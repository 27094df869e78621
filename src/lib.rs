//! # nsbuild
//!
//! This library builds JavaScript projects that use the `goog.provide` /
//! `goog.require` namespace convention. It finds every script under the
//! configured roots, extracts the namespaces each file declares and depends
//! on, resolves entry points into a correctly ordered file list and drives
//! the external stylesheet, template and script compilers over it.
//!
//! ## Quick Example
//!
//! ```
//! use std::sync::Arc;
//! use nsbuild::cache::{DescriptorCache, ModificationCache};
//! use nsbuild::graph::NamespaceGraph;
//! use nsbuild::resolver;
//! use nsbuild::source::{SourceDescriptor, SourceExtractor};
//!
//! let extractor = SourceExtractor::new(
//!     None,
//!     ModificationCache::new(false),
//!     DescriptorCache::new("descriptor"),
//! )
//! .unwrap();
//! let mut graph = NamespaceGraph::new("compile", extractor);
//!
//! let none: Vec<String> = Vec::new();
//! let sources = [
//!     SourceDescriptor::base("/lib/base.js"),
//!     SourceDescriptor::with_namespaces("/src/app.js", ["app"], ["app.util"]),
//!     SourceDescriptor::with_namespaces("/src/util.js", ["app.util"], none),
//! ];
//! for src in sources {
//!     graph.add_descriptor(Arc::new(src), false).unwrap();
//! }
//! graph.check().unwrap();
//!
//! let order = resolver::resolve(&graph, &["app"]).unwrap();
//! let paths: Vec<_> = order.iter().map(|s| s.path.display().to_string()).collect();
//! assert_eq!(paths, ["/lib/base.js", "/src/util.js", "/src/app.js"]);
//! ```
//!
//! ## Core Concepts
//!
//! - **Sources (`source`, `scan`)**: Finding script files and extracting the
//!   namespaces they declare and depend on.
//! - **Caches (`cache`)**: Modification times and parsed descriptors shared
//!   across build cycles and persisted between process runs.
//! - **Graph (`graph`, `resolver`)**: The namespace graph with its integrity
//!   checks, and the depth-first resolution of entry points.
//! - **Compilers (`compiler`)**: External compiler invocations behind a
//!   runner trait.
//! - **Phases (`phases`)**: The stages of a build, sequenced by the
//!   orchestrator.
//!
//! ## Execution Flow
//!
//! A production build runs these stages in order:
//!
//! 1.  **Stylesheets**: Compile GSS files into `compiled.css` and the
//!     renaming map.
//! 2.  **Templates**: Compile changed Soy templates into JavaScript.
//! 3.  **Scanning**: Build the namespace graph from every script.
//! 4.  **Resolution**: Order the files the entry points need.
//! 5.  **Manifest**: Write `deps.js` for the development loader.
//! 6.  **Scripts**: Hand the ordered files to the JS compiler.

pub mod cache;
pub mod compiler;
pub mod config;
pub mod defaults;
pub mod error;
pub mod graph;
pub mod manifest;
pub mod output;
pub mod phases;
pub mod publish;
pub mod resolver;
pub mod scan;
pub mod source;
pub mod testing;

--

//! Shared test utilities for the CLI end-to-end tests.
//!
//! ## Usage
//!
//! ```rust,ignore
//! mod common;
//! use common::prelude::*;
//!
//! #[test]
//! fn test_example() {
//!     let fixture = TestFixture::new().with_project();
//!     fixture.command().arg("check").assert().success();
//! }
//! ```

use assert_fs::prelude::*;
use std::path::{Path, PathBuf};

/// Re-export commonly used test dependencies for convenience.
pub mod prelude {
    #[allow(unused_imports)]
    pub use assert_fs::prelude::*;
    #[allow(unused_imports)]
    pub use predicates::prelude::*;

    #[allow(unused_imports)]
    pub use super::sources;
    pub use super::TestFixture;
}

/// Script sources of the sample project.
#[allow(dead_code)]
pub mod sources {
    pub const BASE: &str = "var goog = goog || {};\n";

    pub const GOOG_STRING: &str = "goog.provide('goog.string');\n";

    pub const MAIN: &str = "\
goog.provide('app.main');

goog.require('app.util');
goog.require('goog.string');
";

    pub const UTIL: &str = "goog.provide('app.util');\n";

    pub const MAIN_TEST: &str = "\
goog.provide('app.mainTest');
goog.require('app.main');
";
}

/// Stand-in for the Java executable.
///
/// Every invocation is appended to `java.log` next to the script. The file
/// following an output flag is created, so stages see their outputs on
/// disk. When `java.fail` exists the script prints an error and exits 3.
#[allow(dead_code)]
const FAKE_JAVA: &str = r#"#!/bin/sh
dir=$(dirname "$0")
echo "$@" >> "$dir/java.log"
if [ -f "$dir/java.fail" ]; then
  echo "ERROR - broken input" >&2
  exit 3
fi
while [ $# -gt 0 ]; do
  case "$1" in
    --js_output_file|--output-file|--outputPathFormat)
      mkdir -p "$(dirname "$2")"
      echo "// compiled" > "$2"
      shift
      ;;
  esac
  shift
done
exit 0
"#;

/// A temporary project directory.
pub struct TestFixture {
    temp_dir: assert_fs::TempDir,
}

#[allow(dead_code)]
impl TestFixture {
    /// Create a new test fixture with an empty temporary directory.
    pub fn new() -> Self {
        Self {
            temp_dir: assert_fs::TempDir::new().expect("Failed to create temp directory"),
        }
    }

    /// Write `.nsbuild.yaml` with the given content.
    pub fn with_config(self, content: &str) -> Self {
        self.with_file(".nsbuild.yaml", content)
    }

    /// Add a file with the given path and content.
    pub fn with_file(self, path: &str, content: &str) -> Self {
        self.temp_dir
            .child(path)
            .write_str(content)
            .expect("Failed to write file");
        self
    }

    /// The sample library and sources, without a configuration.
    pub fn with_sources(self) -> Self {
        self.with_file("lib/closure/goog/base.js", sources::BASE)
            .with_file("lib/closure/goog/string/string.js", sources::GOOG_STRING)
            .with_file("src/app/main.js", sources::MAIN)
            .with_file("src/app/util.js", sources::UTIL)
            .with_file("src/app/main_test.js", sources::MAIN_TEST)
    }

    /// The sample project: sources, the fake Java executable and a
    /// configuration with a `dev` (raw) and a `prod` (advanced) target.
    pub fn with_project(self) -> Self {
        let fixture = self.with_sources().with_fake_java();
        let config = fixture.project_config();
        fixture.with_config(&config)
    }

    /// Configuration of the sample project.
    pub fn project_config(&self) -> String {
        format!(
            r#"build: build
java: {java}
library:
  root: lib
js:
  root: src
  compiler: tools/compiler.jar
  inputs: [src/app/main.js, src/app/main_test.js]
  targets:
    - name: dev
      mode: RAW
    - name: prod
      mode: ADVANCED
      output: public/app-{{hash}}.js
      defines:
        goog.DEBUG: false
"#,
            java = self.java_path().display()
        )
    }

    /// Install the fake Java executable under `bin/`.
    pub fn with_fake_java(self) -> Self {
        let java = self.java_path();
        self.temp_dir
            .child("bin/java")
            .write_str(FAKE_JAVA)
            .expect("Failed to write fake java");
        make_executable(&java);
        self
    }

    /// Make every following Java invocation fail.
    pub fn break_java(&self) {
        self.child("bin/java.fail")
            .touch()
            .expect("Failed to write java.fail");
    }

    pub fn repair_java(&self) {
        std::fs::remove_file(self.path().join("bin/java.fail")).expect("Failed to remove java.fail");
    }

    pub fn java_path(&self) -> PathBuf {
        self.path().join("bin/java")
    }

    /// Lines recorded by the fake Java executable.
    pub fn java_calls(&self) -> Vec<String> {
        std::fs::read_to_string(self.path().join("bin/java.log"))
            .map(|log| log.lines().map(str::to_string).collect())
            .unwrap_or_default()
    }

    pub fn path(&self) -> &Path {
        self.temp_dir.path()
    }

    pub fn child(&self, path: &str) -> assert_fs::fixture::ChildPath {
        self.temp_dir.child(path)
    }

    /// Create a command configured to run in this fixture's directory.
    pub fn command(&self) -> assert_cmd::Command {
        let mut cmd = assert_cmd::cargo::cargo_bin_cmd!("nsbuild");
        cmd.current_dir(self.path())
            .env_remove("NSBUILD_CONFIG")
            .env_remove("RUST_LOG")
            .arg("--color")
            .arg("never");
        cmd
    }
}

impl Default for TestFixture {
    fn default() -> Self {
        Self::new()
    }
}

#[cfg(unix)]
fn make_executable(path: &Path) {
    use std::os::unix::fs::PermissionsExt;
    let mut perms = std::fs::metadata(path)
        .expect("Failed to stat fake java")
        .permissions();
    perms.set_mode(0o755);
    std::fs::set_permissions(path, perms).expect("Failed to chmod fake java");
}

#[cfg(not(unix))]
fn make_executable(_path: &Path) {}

- [Problem details]: Output should match, line for line, the stretch of the material above from the line holding "while [ $# -gt 0 ]; do" through the line holding "pub struct TestFixture".

- [Answer below]:
while [ $# -gt 0 ]; do
  case "$1" in
    --js_output_file|--output-file|--outputPathFormat)
      mkdir -p "$(dirname "$2")"
      echo "// compiled" > "$2"
      shift
      ;;
  esac
  shift
done
exit 0
"#;

/// A temporary project directory.
pub struct TestFixture {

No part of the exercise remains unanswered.